Work item → Lines from the records below that contain the word "PartialEq" are to be copied out.

Top of Task material

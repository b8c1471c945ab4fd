//! The dynamic [`Value`] every descriptor-driven field holds.

use crate::object::Object;

/// A decoded (or to-be-encoded) TL value.
///
/// `True` presence flags surface as `Bool(true)`; boxed `Bool` fields as
/// `Bool(_)`.
#[derive(Clone, Debug, PartialEq)]
pub enum Value {
    /// `int`
    Int(i32),
    /// `long`
    Long(i64),
    /// `int128`
    Int128([u8; 16]),
    /// `int256`
    Int256([u8; 32]),
    /// `double`
    Double(f64),
    /// `Bool` or `true`
    Bool(bool),
    /// `bytes`
    Bytes(Vec<u8>),
    /// `string`
    String(String),
    /// `Vector<T>` or `vector<T>`
    Vector(Vec<Value>),
    /// Any object, boxed or bare.
    Object(Box<Object>),
}

impl Value {
    /// Short name of the variant, for error messages.
    pub fn kind_name(&self) -> &'static str {
        match self {
            Self::Int(_) => "int",
            Self::Long(_) => "long",
            Self::Int128(_) => "int128",
            Self::Int256(_) => "int256",
            Self::Double(_) => "double",
            Self::Bool(_) => "Bool",
            Self::Bytes(_) => "bytes",
            Self::String(_) => "string",
            Self::Vector(_) => "vector",
            Self::Object(_) => "object",
        }
    }

    /// Build a vector from anything convertible into values.
    pub fn vector<I>(items: I) -> Self
    where
        I: IntoIterator,
        I::Item: Into<Value>,
    {
        Self::Vector(items.into_iter().map(Into::into).collect())
    }

    pub fn as_int(&self) -> Option<i32> {
        match *self { Self::Int(v) => Some(v), _ => None }
    }

    pub fn as_long(&self) -> Option<i64> {
        match *self { Self::Long(v) => Some(v), _ => None }
    }

    pub fn as_double(&self) -> Option<f64> {
        match *self { Self::Double(v) => Some(v), _ => None }
    }

    pub fn as_bool(&self) -> Option<bool> {
        match *self { Self::Bool(v) => Some(v), _ => None }
    }

    pub fn as_bytes(&self) -> Option<&[u8]> {
        match self { Self::Bytes(v) => Some(v), _ => None }
    }

    pub fn as_str(&self) -> Option<&str> {
        match self { Self::String(v) => Some(v), _ => None }
    }

    pub fn as_vector(&self) -> Option<&[Value]> {
        match self { Self::Vector(v) => Some(v), _ => None }
    }

    pub fn as_object(&self) -> Option<&Object> {
        match self { Self::Object(v) => Some(v), _ => None }
    }
}

impl From<i32> for Value {
    fn from(v: i32) -> Self { Self::Int(v) }
}

impl From<i64> for Value {
    fn from(v: i64) -> Self { Self::Long(v) }
}

impl From<f64> for Value {
    fn from(v: f64) -> Self { Self::Double(v) }
}

impl From<bool> for Value {
    fn from(v: bool) -> Self { Self::Bool(v) }
}

impl From<[u8; 16]> for Value {
    fn from(v: [u8; 16]) -> Self { Self::Int128(v) }
}

impl From<[u8; 32]> for Value {
    fn from(v: [u8; 32]) -> Self { Self::Int256(v) }
}

impl From<Vec<u8>> for Value {
    fn from(v: Vec<u8>) -> Self { Self::Bytes(v) }
}

impl From<&[u8]> for Value {
    fn from(v: &[u8]) -> Self { Self::Bytes(v.to_vec()) }
}

impl From<String> for Value {
    fn from(v: String) -> Self { Self::String(v) }
}

impl From<&str> for Value {
    fn from(v: &str) -> Self { Self::String(v.to_owned()) }
}

impl From<Vec<Value>> for Value {
    fn from(v: Vec<Value>) -> Self { Self::Vector(v) }
}

impl From<Object> for Value {
    fn from(v: Object) -> Self { Self::Object(Box::new(v)) }
}
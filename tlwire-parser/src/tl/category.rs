/// Which section of a schema file a [`super::Definition`] came from.
#[derive(Clone, Copy, Debug, Default, PartialEq, Eq, Hash)]
pub enum Category {
    /// A data constructor (before `---functions---`, or after `---types---`).
    #[default]
    Types,
    /// An RPC function (after `---functions---`).
    Functions,
}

Bottom of Task material

Reply →
#[derive(Clone, Debug, PartialEq)]
#[derive(Clone, Copy, Debug, Default, PartialEq, Eq, Hash)]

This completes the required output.